## About this task
Return the records that follow, unchanged and complete.

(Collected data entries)

********

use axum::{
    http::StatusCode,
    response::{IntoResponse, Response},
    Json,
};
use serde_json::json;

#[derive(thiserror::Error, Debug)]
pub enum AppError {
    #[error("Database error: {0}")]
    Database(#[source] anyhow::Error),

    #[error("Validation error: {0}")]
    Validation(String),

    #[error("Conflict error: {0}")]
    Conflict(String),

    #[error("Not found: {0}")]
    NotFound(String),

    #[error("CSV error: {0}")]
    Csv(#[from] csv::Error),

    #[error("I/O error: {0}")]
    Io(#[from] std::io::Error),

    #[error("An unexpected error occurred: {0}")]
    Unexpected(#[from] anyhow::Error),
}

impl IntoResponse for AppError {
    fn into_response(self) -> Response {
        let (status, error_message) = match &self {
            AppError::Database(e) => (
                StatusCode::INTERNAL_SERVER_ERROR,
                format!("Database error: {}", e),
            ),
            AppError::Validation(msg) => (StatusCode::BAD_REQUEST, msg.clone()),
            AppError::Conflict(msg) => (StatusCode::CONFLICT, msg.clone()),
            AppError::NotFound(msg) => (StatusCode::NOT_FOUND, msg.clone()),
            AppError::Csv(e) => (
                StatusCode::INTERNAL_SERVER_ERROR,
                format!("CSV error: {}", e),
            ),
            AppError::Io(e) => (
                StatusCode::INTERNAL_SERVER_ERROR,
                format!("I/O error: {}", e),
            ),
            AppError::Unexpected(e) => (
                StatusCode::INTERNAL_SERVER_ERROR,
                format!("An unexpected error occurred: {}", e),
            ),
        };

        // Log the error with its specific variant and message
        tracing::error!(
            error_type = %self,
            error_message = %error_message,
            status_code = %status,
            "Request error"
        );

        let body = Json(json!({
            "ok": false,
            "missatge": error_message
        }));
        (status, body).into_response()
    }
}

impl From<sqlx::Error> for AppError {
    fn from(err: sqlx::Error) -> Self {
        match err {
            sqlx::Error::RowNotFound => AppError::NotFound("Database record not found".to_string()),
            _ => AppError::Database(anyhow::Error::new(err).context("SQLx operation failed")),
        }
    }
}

********

## Answer for this exercise
use axum::{
    http::StatusCode,
    response::{IntoResponse, Response},
    Json,
};
use serde_json::json;

#[derive(thiserror::Error, Debug)]
pub enum AppError {
    #[error("Database error: {0}")]
    Database(#[source] anyhow::Error),

    #[error("Validation error: {0}")]
    Validation(String),

    #[error("Conflict error: {0}")]
    Conflict(String),

    #[error("Not found: {0}")]
    NotFound(String),

    #[error("CSV error: {0}")]
    Csv(#[from] csv::Error),

    #[error("I/O error: {0}")]
    Io(#[from] std::io::Error),

    #[error("An unexpected error occurred: {0}")]
    Unexpected(#[from] anyhow::Error),
}

impl IntoResponse for AppError {
    fn into_response(self) -> Response {
        let (status, error_message) = match &self {
            AppError::Database(e) => (
                StatusCode::INTERNAL_SERVER_ERROR,
                format!("Database error: {}", e),
            ),
            AppError::Validation(msg) => (StatusCode::BAD_REQUEST, msg.clone()),
            AppError::Conflict(msg) => (StatusCode::CONFLICT, msg.clone()),
            AppError::NotFound(msg) => (StatusCode::NOT_FOUND, msg.clone()),
            AppError::Csv(e) => (
                StatusCode::INTERNAL_SERVER_ERROR,
                format!("CSV error: {}", e),
            ),
            AppError::Io(e) => (
                StatusCode::INTERNAL_SERVER_ERROR,
                format!("I/O error: {}", e),
            ),
            AppError::Unexpected(e) => (
                StatusCode::INTERNAL_SERVER_ERROR,
                format!("An unexpected error occurred: {}", e),
            ),
        };

        // Log the error with its specific variant and message
        tracing::error!(
            error_type = %self,
            error_message = %error_message,
            status_code = %status,
            "Request error"
        );

        let body = Json(json!({
            "ok": false,
            "missatge": error_message
        }));
        (status, body).into_response()
    }
}

impl From<sqlx::Error> for AppError {
    fn from(err: sqlx::Error) -> Self {
        match err {
            sqlx::Error::RowNotFound => AppError::NotFound("Database record not found".to_string()),
            _ => AppError::Database(anyhow::Error::new(err).context("SQLx operation failed")),
        }
    }
}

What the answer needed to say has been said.